Their unyielding defense, a relentless force, stymied Washington’s Michael Penix Jr., the Heisman Trophy finalist, reducing his prolific arm to a subdued instrument. The Huskies’ offensive maestro, who had deftly conducted a symphony of deep throws throughout the season, was intercepted twice by a Michigan defense that refused to let the melody play.
While Penix—a beacon of collegiate excellence over six years—completed 27 passes on 51 attempts for 255 yards, his touchdown was a lone bright spot in a night shadowed by Michigan’s overwhelming presence.
The Wolverines, robust in their display of Big Ten might, offered Washington a foretaste of the challenges that awaited them in their forthcoming passage to the Big Ten Conference. The Huskies, undaunted, stayed in step with Michigan, holding them scoreless after an initial surge. Prompted by a brazen stand on fourth down, Penix orchestrated a drive that culminated in a touchdown pass to Jalen McMillan in the waning seconds of the first half, narrowing the deficit to 17-10.
The tides, however, did not turn. Michigan’s Will Johnson picked off Penix at the outset of the second half, setting the stage for what seemed an imminent rout. Yet, the Huskies clawed back, conceding only a field goal to keep hope flickering at 20-10.
As the fourth quarter unfolded, Michigan, with the steely resolve of seasoned champions, pressed forward on a 71-yard drive punctuated by Corum’s 12-yard touchdown dash, finally pulling away to a cushioned 27-13 lead with just over seven minutes to play.

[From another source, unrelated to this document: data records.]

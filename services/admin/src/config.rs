use yiya_auth_types::token::TokenIssuer;
use yiya_core::middleware::parse_origins;

/// Admin service configuration loaded from environment variables.
#[derive(Debug)]
pub struct AdminConfig {
    /// PostgreSQL connection URL.
    pub database_url: String,
    /// Redis connection URL.
    pub redis_url: String,
    /// HMAC secret for signing JWT access and refresh tokens.
    pub jwt_secret: String,
    /// Access-token lifetime (default 120). Env var: `ACCESS_TOKEN_EXPIRE_MINUTES`.
    pub access_token_expire_minutes: u64,
    /// Refresh-token lifetime (default 7). Env var: `REFRESH_TOKEN_EXPIRE_DAYS`.
    pub refresh_token_expire_days: u64,
    /// TCP port to listen on (default 8000). Env var: `ADMIN_PORT`.
    pub admin_port: u16,
    /// Comma-separated allowed origins; `*` or empty allows any. Env var: `CORS_ORIGINS`.
    pub cors_origins: Vec<String>,
}

impl AdminConfig {
    pub fn from_env() -> Self {
        Self {
            database_url: std::env::var("DATABASE_URL").expect("DATABASE_URL"),
            redis_url: std::env::var("REDIS_URL").expect("REDIS_URL"),
            jwt_secret: std::env::var("JWT_SECRET").expect("JWT_SECRET"),
            access_token_expire_minutes: std::env::var("ACCESS_TOKEN_EXPIRE_MINUTES")
                .ok()
                .and_then(|v| v.parse().ok())
                .unwrap_or(120),
            refresh_token_expire_days: std::env::var("REFRESH_TOKEN_EXPIRE_DAYS")
                .ok()
                .and_then(|v| v.parse().ok())
                .unwrap_or(7),
            admin_port: std::env::var("ADMIN_PORT")
                .ok()
                .and_then(|v| v.parse().ok())
                .unwrap_or(8000),
            cors_origins: std::env::var("CORS_ORIGINS")
                .map(|v| parse_origins(&v))
                .unwrap_or_default(),
        }
    }

    pub fn token_issuer(&self) -> TokenIssuer {
        TokenIssuer::new(
            self.jwt_secret.clone(),
            self.access_token_expire_minutes * 60,
            self.refresh_token_expire_days * 24 * 60 * 60,
        )
    }
}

Corum, the bedrock of Michigan’s ground-and-pound offense and the venerable heart of a team interlaced with experienced fourth, fifth, and sixth-year players, found redemption after missing last year’s playoff due to injury. Crowned the offensive player of the title game, he dedicated the triumph to the Michigan faithful, affirming, “Michigan, this is for you.”
In the aftermath, as the Wolverines reveled on the field, a chapter closed and a legacy was etched, not just in the history books of Michigan football, but in the hearts of all who witnessed the rise of true champions under the starlit dome of the Houston sky.